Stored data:
····················
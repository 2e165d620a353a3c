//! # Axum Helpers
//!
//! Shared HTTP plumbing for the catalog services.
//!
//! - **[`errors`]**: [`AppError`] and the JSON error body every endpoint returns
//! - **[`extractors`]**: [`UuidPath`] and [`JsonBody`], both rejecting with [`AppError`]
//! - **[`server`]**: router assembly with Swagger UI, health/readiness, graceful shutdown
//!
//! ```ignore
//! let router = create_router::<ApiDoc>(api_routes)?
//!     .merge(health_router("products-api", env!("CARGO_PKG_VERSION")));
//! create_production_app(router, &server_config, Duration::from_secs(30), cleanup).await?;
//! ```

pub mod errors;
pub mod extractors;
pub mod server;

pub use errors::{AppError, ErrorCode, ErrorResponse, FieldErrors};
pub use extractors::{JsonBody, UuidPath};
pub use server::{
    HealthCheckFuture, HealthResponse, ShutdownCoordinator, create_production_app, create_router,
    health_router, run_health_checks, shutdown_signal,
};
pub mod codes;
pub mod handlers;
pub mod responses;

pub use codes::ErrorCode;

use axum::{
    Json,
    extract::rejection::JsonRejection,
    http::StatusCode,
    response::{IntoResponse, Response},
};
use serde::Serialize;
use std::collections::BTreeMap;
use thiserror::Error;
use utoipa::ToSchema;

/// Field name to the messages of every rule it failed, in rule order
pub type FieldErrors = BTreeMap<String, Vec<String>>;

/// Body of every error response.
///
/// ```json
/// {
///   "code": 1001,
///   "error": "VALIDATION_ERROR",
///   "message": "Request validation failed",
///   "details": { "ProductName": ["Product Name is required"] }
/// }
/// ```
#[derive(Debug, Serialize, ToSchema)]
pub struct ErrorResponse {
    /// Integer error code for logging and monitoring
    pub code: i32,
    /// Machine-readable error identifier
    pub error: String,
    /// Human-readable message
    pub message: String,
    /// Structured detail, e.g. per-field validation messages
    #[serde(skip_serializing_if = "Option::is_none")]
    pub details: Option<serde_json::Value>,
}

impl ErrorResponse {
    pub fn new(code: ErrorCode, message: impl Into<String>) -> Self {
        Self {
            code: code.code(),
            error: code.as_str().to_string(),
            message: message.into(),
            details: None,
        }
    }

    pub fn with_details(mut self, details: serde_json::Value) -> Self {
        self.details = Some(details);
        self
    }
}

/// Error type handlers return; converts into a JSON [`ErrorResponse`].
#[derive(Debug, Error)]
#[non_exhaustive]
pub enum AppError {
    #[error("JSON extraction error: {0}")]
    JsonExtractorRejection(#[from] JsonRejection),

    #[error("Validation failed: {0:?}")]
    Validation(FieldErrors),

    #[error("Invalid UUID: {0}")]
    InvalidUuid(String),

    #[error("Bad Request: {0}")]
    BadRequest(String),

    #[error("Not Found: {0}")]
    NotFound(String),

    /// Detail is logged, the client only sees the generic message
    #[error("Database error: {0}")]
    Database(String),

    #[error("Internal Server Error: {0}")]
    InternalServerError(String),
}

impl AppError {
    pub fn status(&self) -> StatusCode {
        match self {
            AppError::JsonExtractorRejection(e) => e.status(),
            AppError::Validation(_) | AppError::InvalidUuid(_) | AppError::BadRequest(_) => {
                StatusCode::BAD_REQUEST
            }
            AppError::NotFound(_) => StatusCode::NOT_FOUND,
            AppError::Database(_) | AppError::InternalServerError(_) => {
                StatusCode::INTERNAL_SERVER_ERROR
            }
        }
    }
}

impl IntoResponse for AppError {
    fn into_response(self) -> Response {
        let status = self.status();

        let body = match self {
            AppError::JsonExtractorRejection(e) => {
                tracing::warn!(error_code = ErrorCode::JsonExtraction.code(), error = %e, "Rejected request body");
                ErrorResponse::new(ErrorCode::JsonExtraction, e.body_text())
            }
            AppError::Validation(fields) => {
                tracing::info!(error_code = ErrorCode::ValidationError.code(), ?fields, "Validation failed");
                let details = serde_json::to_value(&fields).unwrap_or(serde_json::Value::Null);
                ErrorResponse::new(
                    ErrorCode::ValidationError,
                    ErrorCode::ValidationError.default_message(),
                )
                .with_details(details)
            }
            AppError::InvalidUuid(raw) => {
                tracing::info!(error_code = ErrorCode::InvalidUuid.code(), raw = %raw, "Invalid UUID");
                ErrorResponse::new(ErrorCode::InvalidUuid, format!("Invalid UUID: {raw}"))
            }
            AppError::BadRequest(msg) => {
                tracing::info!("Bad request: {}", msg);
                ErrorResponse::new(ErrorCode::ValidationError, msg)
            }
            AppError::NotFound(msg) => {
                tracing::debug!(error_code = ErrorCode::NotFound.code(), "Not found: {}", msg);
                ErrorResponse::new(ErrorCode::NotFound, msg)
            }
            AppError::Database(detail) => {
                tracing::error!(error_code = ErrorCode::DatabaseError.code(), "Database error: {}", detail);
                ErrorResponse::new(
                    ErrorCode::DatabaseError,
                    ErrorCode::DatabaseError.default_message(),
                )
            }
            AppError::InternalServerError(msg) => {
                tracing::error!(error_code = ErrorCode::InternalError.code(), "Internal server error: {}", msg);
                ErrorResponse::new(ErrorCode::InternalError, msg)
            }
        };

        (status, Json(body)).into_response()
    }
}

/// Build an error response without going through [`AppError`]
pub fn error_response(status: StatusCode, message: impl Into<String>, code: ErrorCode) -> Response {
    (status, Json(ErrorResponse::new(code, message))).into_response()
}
····················
Find out how many lines above hold "InvalidUuid". Write only the number.

▶ **ANSWER TO THE PROBLEM**: 5